Meteorologists use a number of models and data sources to track the forms and movements of clouds that may indicate severe storms. Therefore, it is difficult to observe all the storm’s formations, scientists are now turning to artificial intelligence AI for a better outcome to predict bad weather.
According to the scientific phys, a computer model is now available that can help meteorologists identify the potential severe storms more quickly and accurately, thanks to a team of researchers in Pennsylvania, AccuWeather Inc and Almeria University in Spain.
They developed a framework based on a type of artificial intelligence, which detects rotational movements in cloud satellite images that may not have been noticed.
Steve Wistar, senior forensic meteorologist at AccuWeather, said the presence of this tool to draw its attention to structures that could be threatened could help to create better predictions.
He explained that the best kind of prediction is that includes as much data as possible, as the atmosphere is endless complex, using models and data and analysis through AI, can take a quick look at the most complete form of the atmosphere.
The test observed more than 50,000 weather satellite images in the United States, where experts identified patterns of clouds strongly linked to hurricane formation that could lead to severe climate events, including cold, thunderstorms, high winds and snowstorms.

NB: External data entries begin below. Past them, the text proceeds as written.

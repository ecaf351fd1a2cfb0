//! Core types for the locator system.

use browser_adapter::{BoundingBox, NodeHandle};
use serde::{Deserialize, Serialize};

/// Locator strategy enumeration, in fixed chain order.
#[derive(Debug, Clone, Copy, PartialEq, Eq, Serialize, Deserialize)]
pub enum StrategyKind {
    /// Visible-text match against the intent's synonym set.
    TextMatch,

    /// Accessible-name / aria-label match.
    AriaLabel,

    /// class/id substring match against curated keywords.
    ClassHeuristic,

    /// Clickable-descendant fallback inside a scoped container.
    ContainerScope,
}

impl StrategyKind {
    pub fn name(&self) -> &'static str {
        match self {
            StrategyKind::TextMatch => "text-match",
            StrategyKind::AriaLabel => "aria-label",
            StrategyKind::ClassHeuristic => "class-heuristic",
            StrategyKind::ContainerScope => "container-scope",
        }
    }

    /// Fixed confidence weight. Text beats aria beats class beats structure.
    pub fn weight(&self) -> f64 {
        match self {
            StrategyKind::TextMatch => 0.9,
            StrategyKind::AriaLabel => 0.8,
            StrategyKind::ClassHeuristic => 0.6,
            StrategyKind::ContainerScope => 0.45,
        }
    }

    /// All strategies in chain order.
    pub fn chain() -> Vec<StrategyKind> {
        vec![
            StrategyKind::TextMatch,
            StrategyKind::AriaLabel,
            StrategyKind::ClassHeuristic,
            StrategyKind::ContainerScope,
        ]
    }
}

/// What kind of control the caller wants.
#[derive(Debug, Clone, PartialEq, Eq, Serialize, Deserialize)]
pub enum IntentKind {
    /// The primary submit/apply control of the page or card.
    SubmitControl,

    /// A fillable text field whose accessible naming matches the given role
    /// ("email", "full name", ...).
    TextField(String),
}

/// Semantic element request. Never a literal selector.
#[derive(Debug, Clone, PartialEq, Eq, Serialize, Deserialize)]
pub struct Intent {
    pub kind: IntentKind,
    /// Restrict matching to descendants of this container ("within this job
    /// card"). `None` means the whole page.
    pub scope: Option<NodeHandle>,
}

impl Intent {
    pub fn submit_control() -> Self {
        Self {
            kind: IntentKind::SubmitControl,
            scope: None,
        }
    }

    pub fn text_field(role: impl Into<String>) -> Self {
        Self {
            kind: IntentKind::TextField(role.into()),
            scope: None,
        }
    }

    pub fn within(mut self, scope: NodeHandle) -> Self {
        self.scope = Some(scope);
        self
    }
}

/// A ranked, ephemeral reference to an interactive element.
///
/// Recomputed fresh for every interaction attempt; never cached across page
/// reloads.
#[derive(Debug, Clone, Serialize, Deserialize)]
pub struct Candidate {
    pub handle: NodeHandle,
    pub strategy: StrategyKind,
    /// Confidence score in [0, 1].
    pub confidence: f64,
    pub visible_text: String,
    pub tag: String,
    pub role: Option<String>,
    /// class/id snapshot taken at match time, for diagnostics.
    pub attributes: Vec<String>,
    pub bbox: BoundingBox,
}

impl Candidate {
    /// Deduplication identity: same geometry plus same text is the same
    /// control, whichever strategy found it.
    pub fn dedup_key(&self) -> (BoundingBox, String) {
        (self.bbox, self.visible_text.clone())
    }
}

This project enhances earlier work between AccuWeather and a College of IST research group led by professor James Wang, who is the dissertation adviser of Zheng.
“We recognized when our collaboration began [with AccuWeather in 2010] that a significant challenge facing meteorologists and climatologists was in making sense of the vast and continually increasing amount of data generated by Earth observation satellites, radars and sensor networks,” said Wang. “It is essential to have computerized systems analyze with the help of artificial intelligence and learn from the data so we can provide timely and proper interpretation of the data in time-sensitive applications such as severe-weather forecasting.”